#### Aim of the exercise:
Go through the listing below and output exactly the line with "pub struct ChannelStats", the line with "the playback cursor.", and each line between; omit the rest.

*** Opening of Source data ***

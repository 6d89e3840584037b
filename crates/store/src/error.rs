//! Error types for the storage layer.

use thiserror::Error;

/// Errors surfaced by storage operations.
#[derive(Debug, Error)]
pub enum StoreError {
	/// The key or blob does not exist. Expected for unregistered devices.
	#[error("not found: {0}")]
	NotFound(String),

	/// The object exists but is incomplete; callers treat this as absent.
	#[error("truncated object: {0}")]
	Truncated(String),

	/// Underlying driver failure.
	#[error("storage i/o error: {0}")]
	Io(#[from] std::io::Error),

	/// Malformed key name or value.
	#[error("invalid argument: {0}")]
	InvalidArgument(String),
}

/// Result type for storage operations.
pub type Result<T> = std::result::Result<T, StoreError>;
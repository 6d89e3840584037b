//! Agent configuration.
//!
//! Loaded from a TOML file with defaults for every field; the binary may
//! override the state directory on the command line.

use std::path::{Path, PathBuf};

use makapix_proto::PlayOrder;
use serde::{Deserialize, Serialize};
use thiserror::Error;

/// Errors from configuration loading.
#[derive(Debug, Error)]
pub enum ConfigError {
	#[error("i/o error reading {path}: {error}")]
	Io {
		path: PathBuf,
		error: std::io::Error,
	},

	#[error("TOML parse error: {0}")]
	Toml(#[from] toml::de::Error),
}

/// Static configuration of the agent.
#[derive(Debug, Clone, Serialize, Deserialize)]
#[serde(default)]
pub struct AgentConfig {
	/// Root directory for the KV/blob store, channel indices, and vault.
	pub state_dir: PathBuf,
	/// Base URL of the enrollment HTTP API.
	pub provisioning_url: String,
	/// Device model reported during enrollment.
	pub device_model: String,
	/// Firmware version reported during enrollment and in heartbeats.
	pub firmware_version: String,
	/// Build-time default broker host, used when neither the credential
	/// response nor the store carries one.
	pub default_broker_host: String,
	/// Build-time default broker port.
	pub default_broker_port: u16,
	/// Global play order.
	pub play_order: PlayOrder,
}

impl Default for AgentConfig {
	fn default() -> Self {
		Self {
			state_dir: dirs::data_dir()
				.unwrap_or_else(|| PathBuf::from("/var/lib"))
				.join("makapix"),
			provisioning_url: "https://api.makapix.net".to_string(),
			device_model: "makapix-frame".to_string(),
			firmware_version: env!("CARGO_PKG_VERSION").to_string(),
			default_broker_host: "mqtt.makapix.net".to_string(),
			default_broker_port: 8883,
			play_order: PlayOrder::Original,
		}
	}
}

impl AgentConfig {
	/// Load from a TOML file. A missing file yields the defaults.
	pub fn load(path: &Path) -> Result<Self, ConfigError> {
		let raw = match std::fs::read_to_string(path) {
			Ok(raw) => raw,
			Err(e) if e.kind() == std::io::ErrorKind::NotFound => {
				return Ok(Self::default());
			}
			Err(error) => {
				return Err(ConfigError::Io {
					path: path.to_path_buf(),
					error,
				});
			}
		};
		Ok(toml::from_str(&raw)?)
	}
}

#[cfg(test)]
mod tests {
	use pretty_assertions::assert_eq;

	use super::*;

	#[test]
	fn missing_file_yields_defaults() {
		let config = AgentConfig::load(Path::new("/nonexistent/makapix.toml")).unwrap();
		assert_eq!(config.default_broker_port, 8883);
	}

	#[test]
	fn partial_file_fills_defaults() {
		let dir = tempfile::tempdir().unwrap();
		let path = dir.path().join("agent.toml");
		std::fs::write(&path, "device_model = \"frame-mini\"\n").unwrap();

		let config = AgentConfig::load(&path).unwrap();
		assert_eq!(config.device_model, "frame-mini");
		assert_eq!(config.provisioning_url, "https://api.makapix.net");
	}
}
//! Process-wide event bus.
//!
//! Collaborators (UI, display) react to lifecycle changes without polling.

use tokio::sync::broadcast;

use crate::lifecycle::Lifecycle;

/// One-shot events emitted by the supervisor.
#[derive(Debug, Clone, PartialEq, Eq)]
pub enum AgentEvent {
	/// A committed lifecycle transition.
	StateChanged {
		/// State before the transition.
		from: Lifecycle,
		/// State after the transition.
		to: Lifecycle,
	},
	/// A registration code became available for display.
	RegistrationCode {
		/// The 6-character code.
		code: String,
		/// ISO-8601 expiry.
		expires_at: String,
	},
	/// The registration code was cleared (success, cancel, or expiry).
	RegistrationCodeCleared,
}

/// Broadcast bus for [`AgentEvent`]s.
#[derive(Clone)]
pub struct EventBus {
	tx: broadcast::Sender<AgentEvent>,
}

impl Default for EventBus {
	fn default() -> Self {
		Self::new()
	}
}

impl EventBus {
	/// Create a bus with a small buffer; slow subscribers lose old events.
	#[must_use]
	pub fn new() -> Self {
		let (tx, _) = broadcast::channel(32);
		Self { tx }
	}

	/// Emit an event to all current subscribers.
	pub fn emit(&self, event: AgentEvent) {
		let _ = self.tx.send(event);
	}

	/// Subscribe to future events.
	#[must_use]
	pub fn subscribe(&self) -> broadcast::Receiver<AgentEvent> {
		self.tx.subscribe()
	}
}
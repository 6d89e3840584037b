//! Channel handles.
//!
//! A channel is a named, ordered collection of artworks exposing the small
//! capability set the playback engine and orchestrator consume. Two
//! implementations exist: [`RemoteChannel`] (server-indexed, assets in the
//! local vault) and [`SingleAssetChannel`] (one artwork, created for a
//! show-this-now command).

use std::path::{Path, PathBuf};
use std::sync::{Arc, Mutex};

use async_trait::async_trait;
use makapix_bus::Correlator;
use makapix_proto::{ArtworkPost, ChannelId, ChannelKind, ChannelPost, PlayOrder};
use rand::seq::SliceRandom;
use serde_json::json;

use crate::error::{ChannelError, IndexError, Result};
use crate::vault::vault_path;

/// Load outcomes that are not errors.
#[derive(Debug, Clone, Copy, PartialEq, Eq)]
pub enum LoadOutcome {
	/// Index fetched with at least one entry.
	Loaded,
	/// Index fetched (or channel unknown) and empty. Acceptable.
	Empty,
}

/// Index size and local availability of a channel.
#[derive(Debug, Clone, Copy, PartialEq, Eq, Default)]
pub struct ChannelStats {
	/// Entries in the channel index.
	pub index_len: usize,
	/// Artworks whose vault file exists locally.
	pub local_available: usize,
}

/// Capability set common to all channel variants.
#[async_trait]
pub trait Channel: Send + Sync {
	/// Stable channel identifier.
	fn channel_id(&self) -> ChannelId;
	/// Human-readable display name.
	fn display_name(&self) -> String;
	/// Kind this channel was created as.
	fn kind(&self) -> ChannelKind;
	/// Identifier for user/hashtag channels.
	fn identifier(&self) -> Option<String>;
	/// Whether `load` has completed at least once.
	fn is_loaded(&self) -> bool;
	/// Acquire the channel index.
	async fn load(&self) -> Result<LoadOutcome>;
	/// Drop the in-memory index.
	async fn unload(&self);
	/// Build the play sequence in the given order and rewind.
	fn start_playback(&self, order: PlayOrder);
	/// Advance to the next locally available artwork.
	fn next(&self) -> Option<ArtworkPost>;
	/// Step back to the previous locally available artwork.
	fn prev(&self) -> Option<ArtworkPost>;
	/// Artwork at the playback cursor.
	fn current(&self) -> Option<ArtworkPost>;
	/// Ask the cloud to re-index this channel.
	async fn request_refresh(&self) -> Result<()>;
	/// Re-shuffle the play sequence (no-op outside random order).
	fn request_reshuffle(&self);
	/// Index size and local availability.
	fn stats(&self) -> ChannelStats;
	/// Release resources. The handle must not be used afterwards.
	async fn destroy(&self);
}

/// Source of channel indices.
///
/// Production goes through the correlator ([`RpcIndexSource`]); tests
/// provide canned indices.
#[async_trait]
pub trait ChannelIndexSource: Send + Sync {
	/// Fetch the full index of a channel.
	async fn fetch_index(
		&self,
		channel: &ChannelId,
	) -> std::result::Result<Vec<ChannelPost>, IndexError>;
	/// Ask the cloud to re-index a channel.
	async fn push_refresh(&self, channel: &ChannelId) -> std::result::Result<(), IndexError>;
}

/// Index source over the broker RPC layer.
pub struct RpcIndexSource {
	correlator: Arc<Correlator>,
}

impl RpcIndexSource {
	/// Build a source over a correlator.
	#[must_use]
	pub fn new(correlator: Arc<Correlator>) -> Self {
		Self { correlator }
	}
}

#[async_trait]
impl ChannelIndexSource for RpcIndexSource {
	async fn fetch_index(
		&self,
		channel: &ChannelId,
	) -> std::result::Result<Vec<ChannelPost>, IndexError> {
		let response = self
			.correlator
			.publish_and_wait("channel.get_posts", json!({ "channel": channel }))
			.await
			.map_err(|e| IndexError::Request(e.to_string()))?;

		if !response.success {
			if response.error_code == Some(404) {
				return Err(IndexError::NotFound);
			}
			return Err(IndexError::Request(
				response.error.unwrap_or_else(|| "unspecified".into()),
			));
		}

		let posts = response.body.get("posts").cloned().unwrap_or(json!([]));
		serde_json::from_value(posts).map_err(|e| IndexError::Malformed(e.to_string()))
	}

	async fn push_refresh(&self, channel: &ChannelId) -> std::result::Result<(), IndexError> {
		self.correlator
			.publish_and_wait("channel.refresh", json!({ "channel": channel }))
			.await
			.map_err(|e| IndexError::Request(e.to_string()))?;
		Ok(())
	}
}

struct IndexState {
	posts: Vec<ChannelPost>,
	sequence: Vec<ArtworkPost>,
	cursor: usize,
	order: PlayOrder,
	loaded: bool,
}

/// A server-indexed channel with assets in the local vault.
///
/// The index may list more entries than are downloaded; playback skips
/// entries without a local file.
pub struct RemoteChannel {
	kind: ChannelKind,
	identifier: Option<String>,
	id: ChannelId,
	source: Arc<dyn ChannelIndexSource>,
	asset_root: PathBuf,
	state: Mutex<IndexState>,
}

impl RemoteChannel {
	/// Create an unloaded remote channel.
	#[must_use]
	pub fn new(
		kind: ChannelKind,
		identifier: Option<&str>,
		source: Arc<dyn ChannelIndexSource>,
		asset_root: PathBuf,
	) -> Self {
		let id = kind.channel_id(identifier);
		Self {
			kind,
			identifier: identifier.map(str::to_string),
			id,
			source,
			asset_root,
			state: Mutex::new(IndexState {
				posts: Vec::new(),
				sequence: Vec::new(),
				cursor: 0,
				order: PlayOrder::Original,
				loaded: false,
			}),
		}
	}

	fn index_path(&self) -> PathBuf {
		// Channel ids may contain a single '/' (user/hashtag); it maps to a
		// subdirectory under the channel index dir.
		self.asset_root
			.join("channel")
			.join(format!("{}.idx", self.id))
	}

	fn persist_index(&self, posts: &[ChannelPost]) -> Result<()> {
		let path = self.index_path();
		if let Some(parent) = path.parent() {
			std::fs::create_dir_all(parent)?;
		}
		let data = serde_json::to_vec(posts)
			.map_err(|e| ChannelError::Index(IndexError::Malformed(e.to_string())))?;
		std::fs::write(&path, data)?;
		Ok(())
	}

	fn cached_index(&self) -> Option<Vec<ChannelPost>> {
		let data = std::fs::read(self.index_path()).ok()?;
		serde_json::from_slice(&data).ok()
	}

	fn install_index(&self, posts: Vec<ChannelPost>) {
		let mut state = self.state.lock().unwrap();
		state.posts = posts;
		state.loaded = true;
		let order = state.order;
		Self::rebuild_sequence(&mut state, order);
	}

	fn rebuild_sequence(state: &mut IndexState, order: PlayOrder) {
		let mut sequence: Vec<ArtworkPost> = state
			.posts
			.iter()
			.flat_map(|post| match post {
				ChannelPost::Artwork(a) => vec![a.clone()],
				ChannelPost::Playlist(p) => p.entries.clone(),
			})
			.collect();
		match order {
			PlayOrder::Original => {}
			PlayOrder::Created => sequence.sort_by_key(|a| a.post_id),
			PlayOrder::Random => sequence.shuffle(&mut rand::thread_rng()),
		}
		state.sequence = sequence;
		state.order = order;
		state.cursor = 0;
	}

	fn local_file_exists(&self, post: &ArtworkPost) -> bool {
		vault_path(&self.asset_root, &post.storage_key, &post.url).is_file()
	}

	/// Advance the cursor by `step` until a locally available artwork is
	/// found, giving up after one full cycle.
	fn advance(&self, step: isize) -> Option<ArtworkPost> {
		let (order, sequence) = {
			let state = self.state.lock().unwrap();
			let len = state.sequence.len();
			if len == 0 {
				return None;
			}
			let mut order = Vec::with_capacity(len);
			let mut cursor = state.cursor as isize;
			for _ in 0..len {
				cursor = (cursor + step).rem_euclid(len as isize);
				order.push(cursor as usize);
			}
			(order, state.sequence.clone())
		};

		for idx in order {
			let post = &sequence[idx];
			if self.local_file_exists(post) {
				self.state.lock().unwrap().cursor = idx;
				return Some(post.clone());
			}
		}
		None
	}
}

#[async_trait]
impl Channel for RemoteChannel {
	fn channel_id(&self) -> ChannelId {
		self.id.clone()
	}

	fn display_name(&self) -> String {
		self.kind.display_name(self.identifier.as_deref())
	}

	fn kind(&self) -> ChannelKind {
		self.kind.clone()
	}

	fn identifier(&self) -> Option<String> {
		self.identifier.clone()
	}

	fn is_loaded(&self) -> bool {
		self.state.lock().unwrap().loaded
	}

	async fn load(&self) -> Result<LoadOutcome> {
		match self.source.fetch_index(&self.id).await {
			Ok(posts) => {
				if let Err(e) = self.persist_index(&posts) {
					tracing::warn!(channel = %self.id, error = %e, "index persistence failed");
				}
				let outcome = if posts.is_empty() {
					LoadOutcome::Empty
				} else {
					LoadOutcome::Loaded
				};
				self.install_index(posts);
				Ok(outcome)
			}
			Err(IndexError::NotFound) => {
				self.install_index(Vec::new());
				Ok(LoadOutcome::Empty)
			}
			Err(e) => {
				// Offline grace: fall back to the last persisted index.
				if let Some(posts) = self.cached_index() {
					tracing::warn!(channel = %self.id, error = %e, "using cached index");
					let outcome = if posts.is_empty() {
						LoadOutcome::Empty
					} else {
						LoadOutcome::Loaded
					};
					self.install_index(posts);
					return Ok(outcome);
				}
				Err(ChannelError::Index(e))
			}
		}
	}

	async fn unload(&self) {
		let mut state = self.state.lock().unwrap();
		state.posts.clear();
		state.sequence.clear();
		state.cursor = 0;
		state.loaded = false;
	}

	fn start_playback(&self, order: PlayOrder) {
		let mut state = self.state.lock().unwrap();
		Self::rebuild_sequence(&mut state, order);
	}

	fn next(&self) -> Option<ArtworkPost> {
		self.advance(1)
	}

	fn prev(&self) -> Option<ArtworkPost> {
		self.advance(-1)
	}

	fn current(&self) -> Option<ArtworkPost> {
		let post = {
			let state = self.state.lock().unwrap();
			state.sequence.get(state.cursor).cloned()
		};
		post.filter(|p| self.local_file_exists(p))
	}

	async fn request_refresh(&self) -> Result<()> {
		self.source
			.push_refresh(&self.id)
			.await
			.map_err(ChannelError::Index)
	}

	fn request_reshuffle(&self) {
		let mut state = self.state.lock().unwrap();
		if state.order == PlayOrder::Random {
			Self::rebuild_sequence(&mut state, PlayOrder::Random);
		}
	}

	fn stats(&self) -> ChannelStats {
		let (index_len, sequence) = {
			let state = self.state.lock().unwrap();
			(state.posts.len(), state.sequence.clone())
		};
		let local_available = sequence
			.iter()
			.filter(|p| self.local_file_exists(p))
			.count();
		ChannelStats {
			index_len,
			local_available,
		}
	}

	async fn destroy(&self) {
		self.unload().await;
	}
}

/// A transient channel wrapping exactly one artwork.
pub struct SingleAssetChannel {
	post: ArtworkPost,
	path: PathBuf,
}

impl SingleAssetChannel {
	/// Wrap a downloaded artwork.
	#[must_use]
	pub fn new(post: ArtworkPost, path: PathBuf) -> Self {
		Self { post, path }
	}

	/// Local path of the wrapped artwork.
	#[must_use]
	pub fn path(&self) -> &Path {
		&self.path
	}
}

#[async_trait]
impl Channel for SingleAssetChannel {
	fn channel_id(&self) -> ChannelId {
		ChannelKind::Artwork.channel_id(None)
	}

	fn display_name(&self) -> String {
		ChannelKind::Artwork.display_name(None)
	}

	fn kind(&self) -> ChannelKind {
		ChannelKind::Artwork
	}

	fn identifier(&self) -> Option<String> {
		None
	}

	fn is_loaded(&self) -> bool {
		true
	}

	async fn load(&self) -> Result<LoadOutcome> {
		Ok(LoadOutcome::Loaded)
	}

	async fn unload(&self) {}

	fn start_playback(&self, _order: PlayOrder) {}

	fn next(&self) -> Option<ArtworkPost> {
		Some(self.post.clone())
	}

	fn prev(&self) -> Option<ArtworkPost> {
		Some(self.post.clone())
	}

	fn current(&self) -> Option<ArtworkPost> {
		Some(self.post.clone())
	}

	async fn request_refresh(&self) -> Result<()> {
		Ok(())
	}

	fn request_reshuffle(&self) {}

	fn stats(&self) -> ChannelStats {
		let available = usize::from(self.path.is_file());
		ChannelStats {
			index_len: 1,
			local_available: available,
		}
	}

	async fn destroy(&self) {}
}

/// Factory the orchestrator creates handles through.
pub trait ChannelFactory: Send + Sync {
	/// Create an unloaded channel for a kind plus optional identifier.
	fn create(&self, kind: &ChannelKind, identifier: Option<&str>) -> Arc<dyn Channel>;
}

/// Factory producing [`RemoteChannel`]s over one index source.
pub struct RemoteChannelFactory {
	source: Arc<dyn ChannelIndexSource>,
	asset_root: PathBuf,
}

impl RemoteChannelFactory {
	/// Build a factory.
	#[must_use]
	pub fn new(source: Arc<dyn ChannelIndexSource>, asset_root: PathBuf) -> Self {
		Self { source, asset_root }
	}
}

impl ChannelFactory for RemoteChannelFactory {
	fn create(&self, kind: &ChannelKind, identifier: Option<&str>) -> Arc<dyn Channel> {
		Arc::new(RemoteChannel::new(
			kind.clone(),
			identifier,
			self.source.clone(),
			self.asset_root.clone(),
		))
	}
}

*** Close of Source data ***

#### Answer below:
pub struct ChannelStats {
	/// Entries in the channel index.
	pub index_len: usize,
	/// Artworks whose vault file exists locally.
	pub local_available: usize,
}

/// Capability set common to all channel variants.
#[async_trait]
pub trait Channel: Send + Sync {
	/// Stable channel identifier.
	fn channel_id(&self) -> ChannelId;
	/// Human-readable display name.
	fn display_name(&self) -> String;
	/// Kind this channel was created as.
	fn kind(&self) -> ChannelKind;
	/// Identifier for user/hashtag channels.
	fn identifier(&self) -> Option<String>;
	/// Whether `load` has completed at least once.
	fn is_loaded(&self) -> bool;
	/// Acquire the channel index.
	async fn load(&self) -> Result<LoadOutcome>;
	/// Drop the in-memory index.
	async fn unload(&self);
	/// Build the play sequence in the given order and rewind.
	fn start_playback(&self, order: PlayOrder);
	/// Advance to the next locally available artwork.
	fn next(&self) -> Option<ArtworkPost>;
	/// Step back to the previous locally available artwork.
	fn prev(&self) -> Option<ArtworkPost>;
	/// Artwork at the playback cursor.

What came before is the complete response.